The 39 questions posed by ordinary citizens highlighted "the role new media is playing in politics and everything else in society," he added.
About the biggest complaint was that CNN's political team chose the questions used in the debate out of nearly 3,000 submitted. There was also some dismay that not everyone had access to technology to upload videos to the Internet.
"I have no doubt ... that we, the people, would have done a better job picking the questions than CNN did," said blogger Jeff Jarvis, of www.buzzmachine.com. "This should have been a debate held online."
The format was designed to evoke more spontaneity and many viewers felt it got candidates to drop rehearsed answers as they debated more than 15 months before the November 2008 election.
It sparked lively exchanges between the eight Democrats on Iraq and diplomacy, and an extended discussion of race and gender involving Sens. Barack Obama and Hillary Clinton.
A number of YouTube members posted videos after the debate to give opinions.
"I think you catered and pandered to Mrs. Clinton and Obama," a man identified as Norman said of the front-runners. "I think it turned out to be a typical debate as in the past except that we had a couple of different questions."

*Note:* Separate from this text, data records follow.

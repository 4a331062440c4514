use std::collections::VecDeque;
use std::io;
use std::pin::Pin;
use std::task::{Context, Poll};

use tokio::io::{AsyncRead, ReadBuf};

#[derive(Debug, Clone)]
enum Step {
    Data(Vec<u8>),
    Fail(io::ErrorKind, String),
}

/// Async reader that serves scripted chunks and errors, then end-of-stream.
///
/// Each `chunk` is delivered by its own read call (split further if the
/// caller's buffer is smaller).
#[derive(Debug, Clone, Default)]
pub struct ScriptedReader {
    steps: VecDeque<Step>,
}

impl ScriptedReader {
    pub fn new() -> Self {
        Self::default()
    }

    pub fn chunk(mut self, bytes: impl AsRef<[u8]>) -> Self {
        self.steps.push_back(Step::Data(bytes.as_ref().to_vec()));
        self
    }

    pub fn fail(mut self, kind: io::ErrorKind, msg: &str) -> Self {
        self.steps.push_back(Step::Fail(kind, msg.to_string()));
        self
    }
}

impl AsyncRead for ScriptedReader {
    fn poll_read(
        self: Pin<&mut Self>,
        _cx: &mut Context<'_>,
        buf: &mut ReadBuf<'_>,
    ) -> Poll<io::Result<()>> {
        let this = self.get_mut();
        loop {
            match this.steps.pop_front() {
                None => return Poll::Ready(Ok(())),
                Some(Step::Data(mut bytes)) => {
                    if bytes.is_empty() {
                        continue;
                    }
                    let n = bytes.len().min(buf.remaining());
                    buf.put_slice(&bytes[..n]);
                    let rest = bytes.split_off(n);
                    if !rest.is_empty() {
                        this.steps.push_front(Step::Data(rest));
                    }
                    return Poll::Ready(Ok(()));
                }
                Some(Step::Fail(kind, msg)) => {
                    return Poll::Ready(Err(io::Error::new(kind, msg)));
                }
            }
        }
    }
}
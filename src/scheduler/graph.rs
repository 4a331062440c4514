// src/scheduler/graph.rs

use std::collections::{HashMap, HashSet};
use std::sync::Arc;

use petgraph::algo::toposort;
use petgraph::graphmap::DiGraphMap;

use crate::config::model::PipelineConfig;
use crate::errors::{Result, TaskpipeError};
use crate::output::sink::LogSink;
use crate::scheduler::stage::{Stage, StageLog};

/// Order `nodes` so every dependency comes before its dependents.
///
/// `edges` are `(dependency, dependent)` pairs.
pub(crate) fn topological_order<'a>(
    nodes: impl IntoIterator<Item = &'a str>,
    edges: impl IntoIterator<Item = (&'a str, &'a str)>,
) -> Result<Vec<String>> {
    // Edge direction: dep -> stage. For `after = ["A"]` on B we add A -> B.
    let mut graph: DiGraphMap<&str, ()> = DiGraphMap::new();
    for node in nodes {
        graph.add_node(node);
    }
    for (dep, stage) in edges {
        graph.add_edge(dep, stage, ());
    }

    match toposort(&graph, None) {
        Ok(order) => Ok(order.into_iter().map(str::to_string).collect()),
        Err(cycle) => Err(TaskpipeError::DagCycle(format!(
            "cycle detected in pipeline involving stage '{}'",
            cycle.node_id()
        ))),
    }
}

/// The stages of one pipeline run and their dependency structure.
///
/// Stages are owned here for the whole run so that final reporting can
/// inspect every outcome. Each stage holds a non-owning reference back to
/// its graph.
#[derive(Debug)]
pub struct ExecutionGraph {
    name: String,
    stages: HashMap<String, Arc<Stage>>,
    /// Stage names in topological order.
    order: Vec<String>,
    dependents: HashMap<String, Vec<String>>,
}

impl ExecutionGraph {
    /// Build a graph, rejecting duplicate names, unknown or self
    /// dependencies, and cycles.
    pub fn new(name: impl Into<String>, stages: Vec<Stage>) -> Result<Arc<Self>> {
        let mut seen = HashSet::new();
        for stage in &stages {
            if !seen.insert(stage.name.as_str()) {
                return Err(TaskpipeError::DuplicateStage(stage.name.clone()));
            }
        }

        for stage in &stages {
            for dep in &stage.depends_on {
                if dep == &stage.name {
                    return Err(TaskpipeError::ConfigError(format!(
                        "stage '{}' cannot depend on itself",
                        stage.name
                    )));
                }
                if !seen.contains(dep.as_str()) {
                    return Err(TaskpipeError::ConfigError(format!(
                        "stage '{}' has unknown dependency '{}'",
                        stage.name, dep
                    )));
                }
            }
        }

        let order = topological_order(
            stages.iter().map(|s| s.name.as_str()),
            stages.iter().flat_map(|s| {
                s.depends_on
                    .iter()
                    .map(move |dep| (dep.as_str(), s.name.as_str()))
            }),
        )?;

        let mut dependents: HashMap<String, Vec<String>> = HashMap::new();
        for stage in &stages {
            for dep in &stage.depends_on {
                dependents
                    .entry(dep.clone())
                    .or_default()
                    .push(stage.name.clone());
            }
        }

        let name = name.into();
        Ok(Arc::new_cyclic(|weak| {
            let stages = stages
                .into_iter()
                .map(|stage| {
                    stage.attach(weak.clone());
                    (stage.name.clone(), Arc::new(stage))
                })
                .collect();
            Self {
                name,
                stages,
                order,
                dependents,
            }
        }))
    }

    /// Materialize a validated pipeline file.
    ///
    /// `[default]` bindings are merged under each stage's own, and log sinks
    /// are teed into `<log_dir>/<stage>.{stdout,stderr}.log` when
    /// `[config].log_dir` is set. The files are created when a stage starts,
    /// never here.
    pub fn from_config(cfg: &PipelineConfig) -> Result<Arc<Self>> {
        let mut stages = Vec::with_capacity(cfg.stage.len());

        for (name, sc) in cfg.stage.iter() {
            let log = match cfg.config.log_dir.as_ref() {
                Some(dir) => StageLog {
                    stdout: LogSink::to_file(dir.join(format!("{name}.stdout.log"))),
                    stderr: LogSink::to_file(dir.join(format!("{name}.stderr.log"))),
                },
                None => StageLog::default(),
            };

            let mut stage = Stage::new(name.clone(), sc.cmd.clone())
                .with_dir(
                    sc.dir
                        .clone()
                        .or_else(|| cfg.default.dir.clone())
                        .unwrap_or_default(),
                )
                .with_allow_failure(sc.allow_failure)
                .with_env(cfg.default.env.merge(&sc.env))
                .with_variables(cfg.default.variables.merge(&sc.variables))
                .with_log(log);
            if let Some(condition) = sc.condition.as_ref() {
                stage = stage.with_condition(condition.clone());
            }
            for dep in &sc.after {
                stage = stage.after(dep.clone());
            }
            stages.push(stage);
        }

        Self::new(cfg.config.name.clone(), stages)
    }

    pub fn name(&self) -> &str {
        &self.name
    }

    pub fn len(&self) -> usize {
        self.stages.len()
    }

    pub fn is_empty(&self) -> bool {
        self.stages.is_empty()
    }

    pub fn stage(&self, name: &str) -> Option<&Arc<Stage>> {
        self.stages.get(name)
    }

    /// Like [`stage`](Self::stage), as an error when missing.
    pub fn require(&self, name: &str) -> Result<&Arc<Stage>> {
        self.stage(name)
            .ok_or_else(|| TaskpipeError::StageNotFound(name.to_string()))
    }

    /// All stages, dependencies first.
    pub fn stages(&self) -> impl Iterator<Item = &Arc<Stage>> {
        self.order.iter().filter_map(|name| self.stages.get(name))
    }

    /// Direct dependencies of a stage (its `after` list).
    pub fn dependencies_of(&self, name: &str) -> &[String] {
        self.stages
            .get(name)
            .map(|s| s.depends_on.as_slice())
            .unwrap_or(&[])
    }

    /// Stages listing `name` in their `after`.
    pub fn dependents_of(&self, name: &str) -> &[String] {
        self.dependents
            .get(name)
            .map(|d| d.as_slice())
            .unwrap_or(&[])
    }

    /// Stages without dependencies.
    pub fn roots(&self) -> Vec<&str> {
        self.stages()
            .filter(|s| s.depends_on.is_empty())
            .map(|s| s.name.as_str())
            .collect()
    }

    /// True once no stage is Waiting or Running.
    pub fn is_done(&self) -> bool {
        self.stages.values().all(|s| s.read_status().is_terminal())
    }
}
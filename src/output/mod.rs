// src/output/mod.rs

//! Stage output capture and rendering.
//!
//! - [`decorator`] defines the [`DecoratedOutputWriter`] contract every
//!   renderer satisfies, plus the construction-time [`OutputConfig`].
//! - [`raw`], [`prefixed`] and [`cockpit`] are the built-in renderers.
//! - [`task_output`] holds [`TaskOutput`], which streams a stage's stdout and
//!   stderr into the renderer, the stage's log sinks and a capture buffer.
//! - [`sink`] has the mutex-guarded writers shared between concurrent
//!   producers.

pub mod cockpit;
pub mod decorator;
pub mod prefixed;
pub mod raw;
pub mod sink;
pub mod task_output;

pub use cockpit::CockpitOutputWriter;
pub use decorator::{format_duration, DecoratedOutputWriter, OutputConfig, DEFAULT_CHUNK_SIZE};
pub use prefixed::PrefixedOutputWriter;
pub use raw::RawOutputWriter;
pub use sink::{LogSink, MemoryBuffer, SharedWriter};
pub use task_output::{Channel, ChannelReport, StreamReport, TaskOutput};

Michelle from West Virginia, however, said she loved the debate and "learned a little more about the candidates."
NEW ELEMENT TO POLITICS
Phil Noble, founder of PoliticsOnline.com, said the format would get more people engaged in the political process and give politicians a better chance to connect with the voters.
"Is this an important new addition to campaigns? Clearly it is," he said. "We have added a new element to politics."
Albert Maruggi, a press secretary for the Republican National Committee in the 1980s, said the unique type of questions also helped force the candidates off their prepared responses.
Maruggi said about 25 percent of the questions -- which were posed by a guitar player, a melting snowman and a man fondling an assault rifle -- would not have been asked in a debate with a panel of journalists as questioners.
"The questions were a little bit farther afield than what you would get from a normal debate," said election expert Philip Klinkner, a government professor at Hamilton College. "There was sort of a frivolous air about it that made (the candidates) loosen up a bit."